Why "Alicia" and "Bobby"?

//Alice and //Bob are reserved Polkadot dev-key URIs, so we use the variant names Alicia and Bobby to keep things separate (but familiar) for the encryption example.

from bittensor_wallet import Keypair

# Both parties created ED25519 keypairs explicitly (crypto_type=0)
alicia = Keypair.create_from_mnemonic(Keypair.generate_mnemonic(), crypto_type=0)
bobby = Keypair.create_from_mnemonic(Keypair.generate_mnemonic(), crypto_type=0)

# Alicia encrypts using only Bobby's SS58 address
ciphertext = Keypair.encrypt_for(bobby.ss58_address, b"hey bobby, this is alicia")
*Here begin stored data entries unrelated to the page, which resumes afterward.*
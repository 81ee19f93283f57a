pub mod account;
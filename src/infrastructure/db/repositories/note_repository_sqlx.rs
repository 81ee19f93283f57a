use async_trait::async_trait;
use sqlx::Row;
use sqlx::postgres::PgRow;

use crate::application::ports::note_repository::NoteRepository;
use crate::domain::notes::note::Note;
use crate::infrastructure::db::PgPool;

pub struct SqlxNoteRepository {
    pub pool: PgPool,
}

impl SqlxNoteRepository {
    pub fn new(pool: PgPool) -> Self {
        Self { pool }
    }
}

fn note_from_row(r: &PgRow) -> Note {
    Note {
        id: r.get("id"),
        title: r.get("title"),
        content: r.get("content"),
        user_id: r.get("user_id"),
        created_at: r.get("created_at"),
        updated_at: r.get("updated_at"),
    }
}

#[async_trait]
impl NoteRepository for SqlxNoteRepository {
    async fn create_for_user(
        &self,
        user_id: i64,
        title: &str,
        content: &str,
    ) -> anyhow::Result<Note> {
        let row = sqlx::query(
            r#"INSERT INTO notes (title, content, user_id)
               VALUES ($1, $2, $3)
               RETURNING id, title, content, user_id, created_at, updated_at"#,
        )
        .bind(title)
        .bind(content)
        .bind(user_id)
        .fetch_one(&self.pool)
        .await?;
        Ok(note_from_row(&row))
    }

    async fn list_for_user(&self, user_id: i64) -> anyhow::Result<Vec<Note>> {
        let rows = sqlx::query(
            r#"SELECT id, title, content, user_id, created_at, updated_at
               FROM notes WHERE user_id = $1
               ORDER BY id"#,
        )
        .bind(user_id)
        .fetch_all(&self.pool)
        .await?;
        Ok(rows.iter().map(note_from_row).collect())
    }

    async fn get_owned(&self, id: i64, user_id: i64) -> anyhow::Result<Option<Note>> {
        let row = sqlx::query(
            r#"SELECT id, title, content, user_id, created_at, updated_at
               FROM notes WHERE id = $1 AND user_id = $2"#,
        )
        .bind(id)
        .bind(user_id)
        .fetch_optional(&self.pool)
        .await?;
        Ok(row.as_ref().map(note_from_row))
    }

    async fn update_owned(
        &self,
        id: i64,
        user_id: i64,
        title: &str,
        content: &str,
    ) -> anyhow::Result<Option<Note>> {
        let row = sqlx::query(
            r#"UPDATE notes SET
                    title = $1,
                    content = $2,
                    updated_at = now()
                WHERE id = $3 AND user_id = $4
                RETURNING id, title, content, user_id, created_at, updated_at"#,
        )
        .bind(title)
        .bind(content)
        .bind(id)
        .bind(user_id)
        .fetch_optional(&self.pool)
        .await?;
        Ok(row.as_ref().map(note_from_row))
    }

    async fn delete_owned(&self, id: i64, user_id: i64) -> anyhow::Result<bool> {
        let res = sqlx::query("DELETE FROM notes WHERE id = $1 AND user_id = $2")
            .bind(id)
            .bind(user_id)
            .execute(&self.pool)
            .await?;
        Ok(res.rows_affected() > 0)
    }
}
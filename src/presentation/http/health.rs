use axum::{Json, Router, extract::State, routing::get};
use serde::Serialize;
use utoipa::ToSchema;

use crate::bootstrap::app_context::AppContext;

#[derive(Debug, Serialize, ToSchema)]
pub struct HealthResp {
    pub status: String,
}

#[utoipa::path(
    get,
    path = "/api/health",
    tag = "Health",
    security(()),
    responses((status = 200, body = HealthResp))
)]
pub async fn health(State(ctx): State<AppContext>) -> Json<HealthResp> {
    let db_ok = match ctx.pool() {
        Some(pool) => crate::infrastructure::db::ping(&pool).await,
        None => true,
    };
    let status = if db_ok { "ok" } else { "degraded" };
    Json(HealthResp {
        status: status.into(),
    })
}

pub fn routes(ctx: AppContext) -> Router {
    Router::new().route("/health", get(health)).with_state(ctx)
}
# Bobby decrypts with his private key
plaintext = bobby.decrypt(ciphertext)
assert plaintext == b"hey bobby, this is alicia"

Error conditions

SituationError
encrypt or decrypt called on an SR25519 keypairValueError: Encrypt/decrypt is only supported for ED25519 keypairs
decrypt called on a public-key-only keypairValueError: Decryption requires a keypair with a private key
decrypt called with the wrong private keyValueError: Decryption failed: invalid ciphertext or wrong key

Full example

from bittensor_wallet import Keypair

# ED25519 keypairs required for all encrypt/decrypt operations
alicia = Keypair.create_from_mnemonic(Keypair.generate_mnemonic(), crypto_type=0)
bobby = Keypair.create_from_mnemonic(Keypair.generate_mnemonic(), crypto_type=0)

print("=== Keypairs ===")
print(f"Alicia SS58:       {alicia.ss58_address}")
print(f"Alicia public key: {alicia.public_key.hex()}")
print(f"Bobby SS58:         {bobby.ss58_address}")

print("\n=== Basic roundtrip: encrypt and decrypt to self ===")
ciphertext = alicia.encrypt(b"a secret message")
plaintext = alicia.decrypt(ciphertext)
print(f"Original:        {b'a secret message'}")
print(f"Ciphertext ({len(ciphertext)} bytes): {ciphertext.hex()}")
print(f"Decrypted:       {plaintext}")
assert plaintext == b"a secret message"

print("\n=== encrypt_for: Alicia encrypts to Bobby using only his SS58 address ===")
ciphertext2 = Keypair.encrypt_for(bobby.ss58_address, b"hey bobby, this is alicia")
plaintext2 = bobby.decrypt(ciphertext2)
print(f"Ciphertext: {ciphertext2.hex()[:48]}...")
print(f"Decrypted:  {plaintext2}")
assert plaintext2 == b"hey bobby, this is alicia"

print("\n=== Each call to encrypt produces a unique ciphertext (randomized nonce) ===")
c1 = alicia.encrypt(b"same message")
c2 = alicia.encrypt(b"same message")
assert c1 != c2
print("Different ciphertexts for the same plaintext — confirmed")

print("\n=== Error: SR25519 keypair cannot encrypt ===")
sr_keypair = Keypair.create_from_mnemonic(Keypair.generate_mnemonic(), crypto_type=1)
try:
    sr_keypair.encrypt(b"this will fail")
except ValueError as e:
    print(f"ValueError: {e}")

print("\n=== Error: wrong key cannot decrypt ===")
ciphertext3 = alicia.encrypt(b"for alicia only")
try:
    bobby.decrypt(ciphertext3)
except ValueError as e:
    print(f"ValueError: {e}")

print("\n=== Error: public-key-only keypair cannot decrypt ===")
alicia_pubonly = Keypair(ss58_address=alicia.ss58_address, crypto_type=0)
try:
    alicia_pubonly.decrypt(ciphertext)
except ValueError as e:
    print(f"ValueError: {e}")
=== Keypairs ===
Alicia SS58:       5HkhGLgYLmELcqtJ4nvQaTiv1JJfztArYPj9qa2qGGgQRkcU
Alicia public key: fbacfdb3746eef35947279a334d1817bd266c24b658ff022be3a975884f2100d
Bobby SS58:         5HMvDRy43or6yYMiedNR6kAc9xEmS7Wxn95deVSa6XrWPHLF

=== Basic roundtrip: encrypt and decrypt to self ===
Original:        b'a secret message'
Ciphertext (64 bytes): 6943cfd08a2139dceaf0613ece4e84a5e964b5e40057408fd6d07e8dd815c4437fb0eac04f43d33d576d61e502508c2bb056a1c9afaacd7cb4974bee1bd30fd8
Decrypted:       b'a secret message'

=== encrypt_for: Alicia encrypts to Bobby using only his SS58 address ===
Ciphertext: 774ef5f701ca27efcd7095b72bda05924a5eed410b4aed88...
Decrypted:  b'hey bobby, this is alicia'

=== Each call to encrypt produces a unique ciphertext (randomized nonce) ===
Different ciphertexts for the same plaintext — confirmed

=== Error: SR25519 keypair cannot encrypt ===
ValueError: Encrypt/decrypt is only supported for ED25519 keypairs.

=== Error: wrong key cannot decrypt ===
ValueError: Decryption failed: invalid ciphertext or wrong key.

=== Error: public-key-only keypair cannot decrypt ===
ValueError: Decryption requires a keypair with a private key.